_Exercise details:_
Scanning the entries below, copy every line that contains the word "camino".

_Material shown:_
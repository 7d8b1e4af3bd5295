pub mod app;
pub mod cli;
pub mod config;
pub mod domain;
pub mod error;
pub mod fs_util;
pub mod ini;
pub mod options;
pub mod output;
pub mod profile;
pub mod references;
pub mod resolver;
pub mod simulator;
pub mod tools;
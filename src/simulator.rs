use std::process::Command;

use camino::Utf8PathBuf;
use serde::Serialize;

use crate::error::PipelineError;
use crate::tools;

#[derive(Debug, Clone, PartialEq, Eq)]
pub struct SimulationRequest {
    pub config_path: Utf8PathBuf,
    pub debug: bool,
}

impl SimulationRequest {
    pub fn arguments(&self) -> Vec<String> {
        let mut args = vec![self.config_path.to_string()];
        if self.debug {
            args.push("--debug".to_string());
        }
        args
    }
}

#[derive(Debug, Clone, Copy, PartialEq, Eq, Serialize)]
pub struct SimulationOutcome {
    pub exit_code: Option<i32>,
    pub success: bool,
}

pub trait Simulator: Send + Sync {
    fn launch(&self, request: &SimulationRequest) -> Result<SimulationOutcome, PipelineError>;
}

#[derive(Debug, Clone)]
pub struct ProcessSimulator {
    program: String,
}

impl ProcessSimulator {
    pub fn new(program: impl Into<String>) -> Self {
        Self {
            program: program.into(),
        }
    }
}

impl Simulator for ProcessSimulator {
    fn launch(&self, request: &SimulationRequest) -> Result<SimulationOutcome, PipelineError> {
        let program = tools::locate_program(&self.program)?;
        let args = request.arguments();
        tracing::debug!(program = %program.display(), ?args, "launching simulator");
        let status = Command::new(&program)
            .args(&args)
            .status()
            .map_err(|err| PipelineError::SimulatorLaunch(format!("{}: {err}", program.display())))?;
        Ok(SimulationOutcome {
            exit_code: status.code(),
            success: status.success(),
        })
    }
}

...

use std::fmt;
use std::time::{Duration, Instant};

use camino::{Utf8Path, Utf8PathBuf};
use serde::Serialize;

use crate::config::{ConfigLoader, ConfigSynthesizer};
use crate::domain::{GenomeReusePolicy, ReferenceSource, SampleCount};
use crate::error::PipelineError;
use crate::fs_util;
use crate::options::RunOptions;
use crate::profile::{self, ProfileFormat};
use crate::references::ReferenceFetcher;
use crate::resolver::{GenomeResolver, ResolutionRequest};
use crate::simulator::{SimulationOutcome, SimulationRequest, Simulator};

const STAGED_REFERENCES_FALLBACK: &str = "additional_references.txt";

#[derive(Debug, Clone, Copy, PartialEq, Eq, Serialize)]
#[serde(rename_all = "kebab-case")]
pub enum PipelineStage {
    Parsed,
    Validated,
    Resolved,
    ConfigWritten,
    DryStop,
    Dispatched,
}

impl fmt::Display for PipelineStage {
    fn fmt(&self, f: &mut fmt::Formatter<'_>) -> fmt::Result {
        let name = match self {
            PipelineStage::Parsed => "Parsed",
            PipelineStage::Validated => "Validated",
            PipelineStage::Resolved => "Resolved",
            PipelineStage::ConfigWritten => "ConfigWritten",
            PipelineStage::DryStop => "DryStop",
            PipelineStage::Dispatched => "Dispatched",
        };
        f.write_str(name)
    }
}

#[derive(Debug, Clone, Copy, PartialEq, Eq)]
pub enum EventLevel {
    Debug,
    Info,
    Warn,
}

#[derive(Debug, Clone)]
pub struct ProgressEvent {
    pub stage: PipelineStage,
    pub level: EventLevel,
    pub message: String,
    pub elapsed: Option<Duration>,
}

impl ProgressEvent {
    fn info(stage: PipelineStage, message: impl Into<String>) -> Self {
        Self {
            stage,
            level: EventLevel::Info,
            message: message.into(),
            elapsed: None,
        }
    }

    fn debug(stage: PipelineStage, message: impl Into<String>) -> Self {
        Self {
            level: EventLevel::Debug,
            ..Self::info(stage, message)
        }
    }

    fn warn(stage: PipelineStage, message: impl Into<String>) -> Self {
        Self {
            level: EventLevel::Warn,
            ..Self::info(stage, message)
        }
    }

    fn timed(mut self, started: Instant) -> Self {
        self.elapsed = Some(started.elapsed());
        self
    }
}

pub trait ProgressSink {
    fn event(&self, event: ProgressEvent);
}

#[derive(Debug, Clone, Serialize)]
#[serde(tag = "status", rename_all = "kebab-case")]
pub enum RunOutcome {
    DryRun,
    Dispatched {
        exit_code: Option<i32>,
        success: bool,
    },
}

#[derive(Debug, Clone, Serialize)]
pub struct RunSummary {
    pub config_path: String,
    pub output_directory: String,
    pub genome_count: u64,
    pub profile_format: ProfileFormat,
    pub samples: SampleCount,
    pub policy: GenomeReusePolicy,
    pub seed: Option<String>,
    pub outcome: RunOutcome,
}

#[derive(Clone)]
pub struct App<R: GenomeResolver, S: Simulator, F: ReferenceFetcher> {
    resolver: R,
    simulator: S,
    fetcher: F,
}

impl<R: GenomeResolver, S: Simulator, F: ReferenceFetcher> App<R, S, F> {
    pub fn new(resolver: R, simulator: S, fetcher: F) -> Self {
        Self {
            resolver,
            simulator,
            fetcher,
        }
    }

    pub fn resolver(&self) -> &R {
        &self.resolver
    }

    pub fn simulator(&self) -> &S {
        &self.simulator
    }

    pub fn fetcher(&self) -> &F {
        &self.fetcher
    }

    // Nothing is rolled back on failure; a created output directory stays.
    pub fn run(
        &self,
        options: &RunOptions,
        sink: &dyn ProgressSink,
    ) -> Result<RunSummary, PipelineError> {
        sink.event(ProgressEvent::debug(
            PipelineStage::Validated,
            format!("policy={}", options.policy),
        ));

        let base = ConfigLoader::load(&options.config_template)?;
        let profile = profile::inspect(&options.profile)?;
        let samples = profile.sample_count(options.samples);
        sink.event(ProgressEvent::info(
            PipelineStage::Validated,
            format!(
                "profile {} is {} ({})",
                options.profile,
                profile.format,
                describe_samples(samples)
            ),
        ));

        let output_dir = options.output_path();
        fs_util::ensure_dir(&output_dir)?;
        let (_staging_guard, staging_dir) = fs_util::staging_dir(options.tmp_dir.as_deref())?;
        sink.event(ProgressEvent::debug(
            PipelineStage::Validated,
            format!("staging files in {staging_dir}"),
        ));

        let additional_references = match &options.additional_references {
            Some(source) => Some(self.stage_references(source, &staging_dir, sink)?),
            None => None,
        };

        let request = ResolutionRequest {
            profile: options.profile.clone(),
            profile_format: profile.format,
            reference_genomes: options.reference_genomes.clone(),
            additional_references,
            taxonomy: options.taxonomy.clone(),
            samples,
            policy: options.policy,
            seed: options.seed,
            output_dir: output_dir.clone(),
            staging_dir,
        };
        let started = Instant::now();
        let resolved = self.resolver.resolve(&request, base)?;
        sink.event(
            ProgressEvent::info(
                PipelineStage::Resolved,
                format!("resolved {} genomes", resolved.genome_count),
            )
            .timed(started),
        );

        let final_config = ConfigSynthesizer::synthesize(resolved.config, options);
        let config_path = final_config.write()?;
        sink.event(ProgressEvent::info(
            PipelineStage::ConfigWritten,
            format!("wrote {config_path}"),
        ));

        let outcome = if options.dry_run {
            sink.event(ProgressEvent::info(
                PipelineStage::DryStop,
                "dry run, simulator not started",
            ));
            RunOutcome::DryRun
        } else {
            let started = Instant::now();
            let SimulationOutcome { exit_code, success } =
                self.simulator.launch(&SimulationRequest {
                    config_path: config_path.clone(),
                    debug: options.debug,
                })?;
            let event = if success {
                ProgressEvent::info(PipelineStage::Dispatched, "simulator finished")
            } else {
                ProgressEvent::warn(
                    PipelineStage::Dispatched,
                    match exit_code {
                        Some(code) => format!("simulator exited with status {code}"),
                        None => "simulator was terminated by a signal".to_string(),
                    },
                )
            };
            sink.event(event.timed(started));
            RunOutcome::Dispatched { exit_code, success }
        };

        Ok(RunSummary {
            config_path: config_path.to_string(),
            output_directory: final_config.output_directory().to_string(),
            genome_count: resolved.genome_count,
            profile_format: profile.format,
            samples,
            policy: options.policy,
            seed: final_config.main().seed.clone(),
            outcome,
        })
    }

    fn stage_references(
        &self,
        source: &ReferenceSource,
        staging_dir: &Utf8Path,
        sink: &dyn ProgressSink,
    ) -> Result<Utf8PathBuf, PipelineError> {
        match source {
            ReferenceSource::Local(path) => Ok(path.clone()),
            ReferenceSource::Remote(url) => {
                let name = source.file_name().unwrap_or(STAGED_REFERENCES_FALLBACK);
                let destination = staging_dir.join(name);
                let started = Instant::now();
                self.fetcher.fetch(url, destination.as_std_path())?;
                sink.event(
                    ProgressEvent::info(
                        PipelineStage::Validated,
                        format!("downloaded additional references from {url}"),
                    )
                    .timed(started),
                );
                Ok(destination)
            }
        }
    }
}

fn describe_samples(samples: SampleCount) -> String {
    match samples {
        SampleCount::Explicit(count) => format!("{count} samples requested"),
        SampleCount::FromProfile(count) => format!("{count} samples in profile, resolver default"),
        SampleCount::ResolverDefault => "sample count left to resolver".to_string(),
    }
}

_Response area:_
use camino::Utf8PathBuf;
use camino::{Utf8Path, Utf8PathBuf};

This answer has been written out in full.